→ **Information given**:
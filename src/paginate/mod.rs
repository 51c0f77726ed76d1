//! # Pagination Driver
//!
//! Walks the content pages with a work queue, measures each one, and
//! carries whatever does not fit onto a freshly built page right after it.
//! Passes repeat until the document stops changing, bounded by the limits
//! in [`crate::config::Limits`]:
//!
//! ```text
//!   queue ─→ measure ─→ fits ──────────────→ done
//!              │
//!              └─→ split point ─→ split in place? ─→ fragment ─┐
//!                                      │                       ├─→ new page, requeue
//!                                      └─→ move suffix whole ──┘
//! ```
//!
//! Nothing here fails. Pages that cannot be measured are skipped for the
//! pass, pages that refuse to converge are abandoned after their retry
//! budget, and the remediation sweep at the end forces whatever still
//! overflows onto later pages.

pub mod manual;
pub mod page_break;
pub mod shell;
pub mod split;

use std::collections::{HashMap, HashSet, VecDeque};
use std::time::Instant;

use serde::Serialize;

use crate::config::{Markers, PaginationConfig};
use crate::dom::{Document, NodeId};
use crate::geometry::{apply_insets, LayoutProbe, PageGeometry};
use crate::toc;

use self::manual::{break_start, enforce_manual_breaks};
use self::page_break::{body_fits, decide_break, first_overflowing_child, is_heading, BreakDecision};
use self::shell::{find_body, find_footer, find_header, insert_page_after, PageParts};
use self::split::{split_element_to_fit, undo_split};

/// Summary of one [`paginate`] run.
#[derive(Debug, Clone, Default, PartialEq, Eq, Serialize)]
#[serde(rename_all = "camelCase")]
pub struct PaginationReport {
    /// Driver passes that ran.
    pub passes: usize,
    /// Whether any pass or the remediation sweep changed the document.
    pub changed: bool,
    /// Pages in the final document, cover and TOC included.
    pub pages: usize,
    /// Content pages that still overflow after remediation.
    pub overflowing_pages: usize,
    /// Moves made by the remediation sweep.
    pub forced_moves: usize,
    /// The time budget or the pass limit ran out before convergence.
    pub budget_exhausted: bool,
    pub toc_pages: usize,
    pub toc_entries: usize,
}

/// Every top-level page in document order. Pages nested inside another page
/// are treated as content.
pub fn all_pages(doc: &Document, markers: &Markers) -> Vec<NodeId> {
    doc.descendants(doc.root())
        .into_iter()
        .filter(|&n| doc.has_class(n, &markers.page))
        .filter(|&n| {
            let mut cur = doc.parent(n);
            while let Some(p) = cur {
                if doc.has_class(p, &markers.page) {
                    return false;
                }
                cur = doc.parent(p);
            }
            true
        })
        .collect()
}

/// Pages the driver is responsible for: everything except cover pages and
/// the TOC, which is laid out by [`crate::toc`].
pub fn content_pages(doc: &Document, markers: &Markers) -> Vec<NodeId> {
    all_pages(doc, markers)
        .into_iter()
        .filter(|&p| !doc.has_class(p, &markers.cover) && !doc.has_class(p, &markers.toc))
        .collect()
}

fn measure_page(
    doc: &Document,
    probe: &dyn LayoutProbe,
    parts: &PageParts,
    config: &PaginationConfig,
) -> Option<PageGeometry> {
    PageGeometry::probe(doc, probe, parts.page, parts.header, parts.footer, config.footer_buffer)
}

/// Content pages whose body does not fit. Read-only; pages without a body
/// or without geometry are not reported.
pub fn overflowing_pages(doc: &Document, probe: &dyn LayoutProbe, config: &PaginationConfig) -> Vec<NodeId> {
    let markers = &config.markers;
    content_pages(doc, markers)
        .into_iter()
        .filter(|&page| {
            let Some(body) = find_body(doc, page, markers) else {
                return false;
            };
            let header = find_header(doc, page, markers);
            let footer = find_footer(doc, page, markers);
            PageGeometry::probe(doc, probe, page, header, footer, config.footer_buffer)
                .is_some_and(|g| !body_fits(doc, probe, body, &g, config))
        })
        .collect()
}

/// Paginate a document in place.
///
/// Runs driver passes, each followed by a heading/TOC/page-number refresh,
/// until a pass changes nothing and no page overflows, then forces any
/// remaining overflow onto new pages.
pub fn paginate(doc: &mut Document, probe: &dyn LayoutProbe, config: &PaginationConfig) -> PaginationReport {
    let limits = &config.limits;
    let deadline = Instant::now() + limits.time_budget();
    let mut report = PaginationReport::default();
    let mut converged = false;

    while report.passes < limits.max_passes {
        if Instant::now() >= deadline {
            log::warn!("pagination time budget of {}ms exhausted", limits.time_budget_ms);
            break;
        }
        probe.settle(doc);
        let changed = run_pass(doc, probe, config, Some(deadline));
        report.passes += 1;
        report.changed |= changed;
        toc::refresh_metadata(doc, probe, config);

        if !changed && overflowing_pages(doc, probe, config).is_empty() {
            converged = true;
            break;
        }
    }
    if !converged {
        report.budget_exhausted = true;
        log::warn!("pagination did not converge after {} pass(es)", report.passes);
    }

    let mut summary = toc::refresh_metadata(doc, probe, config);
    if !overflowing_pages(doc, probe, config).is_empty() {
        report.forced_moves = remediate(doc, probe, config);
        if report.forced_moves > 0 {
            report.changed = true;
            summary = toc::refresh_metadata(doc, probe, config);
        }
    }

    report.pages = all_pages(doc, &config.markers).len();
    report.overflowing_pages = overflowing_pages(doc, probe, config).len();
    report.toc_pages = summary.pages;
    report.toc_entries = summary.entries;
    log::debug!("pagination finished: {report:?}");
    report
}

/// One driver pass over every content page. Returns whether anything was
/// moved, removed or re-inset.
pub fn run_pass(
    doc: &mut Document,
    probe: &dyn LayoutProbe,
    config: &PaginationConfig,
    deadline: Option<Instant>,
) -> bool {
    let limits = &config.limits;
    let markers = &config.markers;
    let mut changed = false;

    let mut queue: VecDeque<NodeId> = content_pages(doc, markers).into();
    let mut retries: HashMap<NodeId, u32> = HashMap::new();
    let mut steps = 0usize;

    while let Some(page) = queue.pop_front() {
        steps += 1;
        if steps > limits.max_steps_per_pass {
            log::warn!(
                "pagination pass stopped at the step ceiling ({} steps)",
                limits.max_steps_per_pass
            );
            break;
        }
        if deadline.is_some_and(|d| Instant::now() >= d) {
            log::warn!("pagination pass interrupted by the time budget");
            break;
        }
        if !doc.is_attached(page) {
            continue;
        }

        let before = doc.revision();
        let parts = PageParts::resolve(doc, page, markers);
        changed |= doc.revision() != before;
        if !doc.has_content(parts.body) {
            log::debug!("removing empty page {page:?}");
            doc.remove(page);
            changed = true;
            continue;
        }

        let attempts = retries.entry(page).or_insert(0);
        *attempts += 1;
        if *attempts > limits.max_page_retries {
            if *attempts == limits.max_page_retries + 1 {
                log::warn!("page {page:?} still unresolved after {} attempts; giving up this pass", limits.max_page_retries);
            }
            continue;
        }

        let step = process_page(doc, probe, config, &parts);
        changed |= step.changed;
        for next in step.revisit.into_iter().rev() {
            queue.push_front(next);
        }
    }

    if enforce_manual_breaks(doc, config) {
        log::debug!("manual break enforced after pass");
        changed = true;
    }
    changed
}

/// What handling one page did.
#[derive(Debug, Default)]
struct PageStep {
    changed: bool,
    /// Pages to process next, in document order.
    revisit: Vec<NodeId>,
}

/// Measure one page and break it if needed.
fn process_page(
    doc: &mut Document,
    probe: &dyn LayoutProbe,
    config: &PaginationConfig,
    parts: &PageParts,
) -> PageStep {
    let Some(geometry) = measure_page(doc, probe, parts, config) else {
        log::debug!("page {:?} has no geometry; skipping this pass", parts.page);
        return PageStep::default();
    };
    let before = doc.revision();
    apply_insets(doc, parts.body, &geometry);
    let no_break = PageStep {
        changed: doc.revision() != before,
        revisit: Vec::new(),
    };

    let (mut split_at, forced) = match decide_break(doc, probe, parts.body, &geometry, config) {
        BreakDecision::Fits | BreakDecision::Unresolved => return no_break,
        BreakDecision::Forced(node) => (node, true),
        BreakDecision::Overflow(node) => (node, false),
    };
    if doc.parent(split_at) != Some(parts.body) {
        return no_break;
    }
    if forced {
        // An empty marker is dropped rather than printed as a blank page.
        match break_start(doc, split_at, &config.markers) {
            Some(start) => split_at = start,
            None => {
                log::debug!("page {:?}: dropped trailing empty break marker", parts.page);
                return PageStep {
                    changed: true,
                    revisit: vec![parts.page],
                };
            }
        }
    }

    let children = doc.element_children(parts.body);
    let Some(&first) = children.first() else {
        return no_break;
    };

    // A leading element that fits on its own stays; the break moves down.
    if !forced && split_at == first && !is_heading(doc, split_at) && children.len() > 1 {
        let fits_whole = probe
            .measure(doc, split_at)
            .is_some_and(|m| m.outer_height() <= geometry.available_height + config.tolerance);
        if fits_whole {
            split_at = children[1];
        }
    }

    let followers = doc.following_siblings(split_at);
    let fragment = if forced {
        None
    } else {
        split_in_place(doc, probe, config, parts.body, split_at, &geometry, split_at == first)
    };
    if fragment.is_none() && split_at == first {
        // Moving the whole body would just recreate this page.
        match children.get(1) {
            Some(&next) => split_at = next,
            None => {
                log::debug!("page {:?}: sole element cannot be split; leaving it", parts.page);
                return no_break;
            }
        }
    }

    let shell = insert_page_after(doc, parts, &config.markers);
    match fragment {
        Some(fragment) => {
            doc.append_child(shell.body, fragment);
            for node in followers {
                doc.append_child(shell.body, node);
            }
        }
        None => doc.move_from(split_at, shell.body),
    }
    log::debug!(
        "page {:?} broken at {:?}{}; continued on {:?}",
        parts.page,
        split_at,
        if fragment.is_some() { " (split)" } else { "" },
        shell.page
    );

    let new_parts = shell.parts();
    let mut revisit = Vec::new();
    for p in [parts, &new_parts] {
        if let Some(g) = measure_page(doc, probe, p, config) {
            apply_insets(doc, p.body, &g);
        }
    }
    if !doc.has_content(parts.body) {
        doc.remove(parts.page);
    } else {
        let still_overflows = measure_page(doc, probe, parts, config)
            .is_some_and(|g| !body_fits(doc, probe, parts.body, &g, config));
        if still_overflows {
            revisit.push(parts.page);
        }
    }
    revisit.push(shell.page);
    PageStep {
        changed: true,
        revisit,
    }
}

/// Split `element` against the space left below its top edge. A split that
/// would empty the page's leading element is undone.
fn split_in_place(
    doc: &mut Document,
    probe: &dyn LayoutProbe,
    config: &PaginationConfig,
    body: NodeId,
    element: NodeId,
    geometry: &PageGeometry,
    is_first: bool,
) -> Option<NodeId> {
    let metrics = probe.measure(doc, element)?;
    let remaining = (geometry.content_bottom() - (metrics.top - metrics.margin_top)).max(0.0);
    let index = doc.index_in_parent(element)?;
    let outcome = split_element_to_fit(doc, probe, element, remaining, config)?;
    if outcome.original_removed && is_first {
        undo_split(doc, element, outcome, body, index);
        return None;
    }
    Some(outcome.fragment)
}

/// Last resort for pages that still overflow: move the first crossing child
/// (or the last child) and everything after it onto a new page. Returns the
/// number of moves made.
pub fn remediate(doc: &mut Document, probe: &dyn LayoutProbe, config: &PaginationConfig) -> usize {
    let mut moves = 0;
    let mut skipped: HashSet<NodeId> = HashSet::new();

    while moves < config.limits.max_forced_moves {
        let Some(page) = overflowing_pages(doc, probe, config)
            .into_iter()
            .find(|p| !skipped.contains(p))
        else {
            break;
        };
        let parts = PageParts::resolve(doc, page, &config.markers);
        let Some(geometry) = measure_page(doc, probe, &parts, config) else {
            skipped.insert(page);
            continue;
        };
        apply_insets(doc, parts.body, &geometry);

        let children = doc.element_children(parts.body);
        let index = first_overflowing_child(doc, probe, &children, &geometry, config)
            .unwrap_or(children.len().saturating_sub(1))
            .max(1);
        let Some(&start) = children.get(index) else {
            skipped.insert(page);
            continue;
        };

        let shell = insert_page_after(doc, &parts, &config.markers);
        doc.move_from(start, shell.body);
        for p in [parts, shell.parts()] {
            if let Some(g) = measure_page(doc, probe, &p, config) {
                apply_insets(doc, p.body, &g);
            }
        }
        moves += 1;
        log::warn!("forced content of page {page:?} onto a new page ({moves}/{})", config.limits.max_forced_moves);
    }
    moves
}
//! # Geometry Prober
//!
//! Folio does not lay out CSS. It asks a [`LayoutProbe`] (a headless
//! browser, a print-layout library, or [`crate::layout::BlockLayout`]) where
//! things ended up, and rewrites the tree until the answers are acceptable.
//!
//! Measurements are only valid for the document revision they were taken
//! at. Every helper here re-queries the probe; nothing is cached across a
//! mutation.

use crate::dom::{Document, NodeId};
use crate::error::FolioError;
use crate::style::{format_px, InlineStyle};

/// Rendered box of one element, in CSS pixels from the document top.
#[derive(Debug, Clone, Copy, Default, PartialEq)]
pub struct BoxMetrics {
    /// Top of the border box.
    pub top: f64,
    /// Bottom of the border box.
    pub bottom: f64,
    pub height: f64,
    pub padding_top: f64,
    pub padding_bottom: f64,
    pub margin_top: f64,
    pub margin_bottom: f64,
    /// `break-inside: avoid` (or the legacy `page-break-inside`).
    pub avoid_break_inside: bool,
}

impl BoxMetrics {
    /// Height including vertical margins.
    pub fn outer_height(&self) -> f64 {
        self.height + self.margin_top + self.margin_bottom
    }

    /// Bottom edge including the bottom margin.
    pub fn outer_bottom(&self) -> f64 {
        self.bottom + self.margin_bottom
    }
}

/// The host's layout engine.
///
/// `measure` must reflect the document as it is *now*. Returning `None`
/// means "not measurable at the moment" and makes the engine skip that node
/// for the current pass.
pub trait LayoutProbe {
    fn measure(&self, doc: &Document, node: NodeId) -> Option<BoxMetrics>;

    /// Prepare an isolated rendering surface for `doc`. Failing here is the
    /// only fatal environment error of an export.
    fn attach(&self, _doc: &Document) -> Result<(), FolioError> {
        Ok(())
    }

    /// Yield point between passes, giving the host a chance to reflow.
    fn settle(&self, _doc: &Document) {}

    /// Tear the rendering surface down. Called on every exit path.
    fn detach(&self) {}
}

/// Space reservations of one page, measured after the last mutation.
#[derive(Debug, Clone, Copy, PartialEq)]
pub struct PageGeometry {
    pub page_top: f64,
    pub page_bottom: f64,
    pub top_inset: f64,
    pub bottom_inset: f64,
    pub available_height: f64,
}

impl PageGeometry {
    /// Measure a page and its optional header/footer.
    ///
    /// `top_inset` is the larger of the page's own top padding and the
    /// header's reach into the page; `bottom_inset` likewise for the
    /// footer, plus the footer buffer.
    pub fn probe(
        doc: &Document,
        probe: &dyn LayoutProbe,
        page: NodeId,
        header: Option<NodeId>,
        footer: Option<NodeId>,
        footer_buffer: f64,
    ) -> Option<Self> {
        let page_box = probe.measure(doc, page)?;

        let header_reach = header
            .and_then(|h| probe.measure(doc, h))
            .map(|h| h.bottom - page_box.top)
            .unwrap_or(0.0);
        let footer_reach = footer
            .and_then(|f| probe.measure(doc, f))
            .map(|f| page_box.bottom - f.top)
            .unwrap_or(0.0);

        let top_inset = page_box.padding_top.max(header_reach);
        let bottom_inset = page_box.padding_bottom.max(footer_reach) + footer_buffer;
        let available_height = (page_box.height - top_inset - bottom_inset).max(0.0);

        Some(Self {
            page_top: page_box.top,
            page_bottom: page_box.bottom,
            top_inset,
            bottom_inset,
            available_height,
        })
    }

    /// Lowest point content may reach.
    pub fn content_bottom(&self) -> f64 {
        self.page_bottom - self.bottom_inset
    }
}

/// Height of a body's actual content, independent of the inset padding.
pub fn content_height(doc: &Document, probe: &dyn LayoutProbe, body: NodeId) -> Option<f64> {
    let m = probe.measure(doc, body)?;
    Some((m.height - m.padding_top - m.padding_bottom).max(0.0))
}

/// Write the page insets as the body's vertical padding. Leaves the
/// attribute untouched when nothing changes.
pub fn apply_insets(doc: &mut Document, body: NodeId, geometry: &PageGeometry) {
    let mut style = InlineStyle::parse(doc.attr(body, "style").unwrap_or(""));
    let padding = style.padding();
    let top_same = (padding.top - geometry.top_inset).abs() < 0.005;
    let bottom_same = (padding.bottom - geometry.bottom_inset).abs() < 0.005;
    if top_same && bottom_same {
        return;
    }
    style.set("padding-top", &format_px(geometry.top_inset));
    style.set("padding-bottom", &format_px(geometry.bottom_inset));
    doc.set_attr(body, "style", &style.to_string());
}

→ **Try it**: Please make an exact copy of the lines above from the line with "fn attach(&self, _doc: &Document)" through the line with "let footer_reach = footer", both ends included.

→ **Solved problem**:
    fn attach(&self, _doc: &Document) -> Result<(), FolioError> {
        Ok(())
    }

    /// Yield point between passes, giving the host a chance to reflow.
    fn settle(&self, _doc: &Document) {}

    /// Tear the rendering surface down. Called on every exit path.
    fn detach(&self) {}
}

/// Space reservations of one page, measured after the last mutation.
#[derive(Debug, Clone, Copy, PartialEq)]
pub struct PageGeometry {
    pub page_top: f64,
    pub page_bottom: f64,
    pub top_inset: f64,
    pub bottom_inset: f64,
    pub available_height: f64,
}

impl PageGeometry {
    /// Measure a page and its optional header/footer.
    ///
    /// `top_inset` is the larger of the page's own top padding and the
    /// header's reach into the page; `bottom_inset` likewise for the
    /// footer, plus the footer buffer.
    pub fn probe(
        doc: &Document,
        probe: &dyn LayoutProbe,
        page: NodeId,
        header: Option<NodeId>,
        footer: Option<NodeId>,
        footer_buffer: f64,
    ) -> Option<Self> {
        let page_box = probe.measure(doc, page)?;

        let header_reach = header
            .and_then(|h| probe.measure(doc, h))
            .map(|h| h.bottom - page_box.top)
            .unwrap_or(0.0);
        let footer_reach = footer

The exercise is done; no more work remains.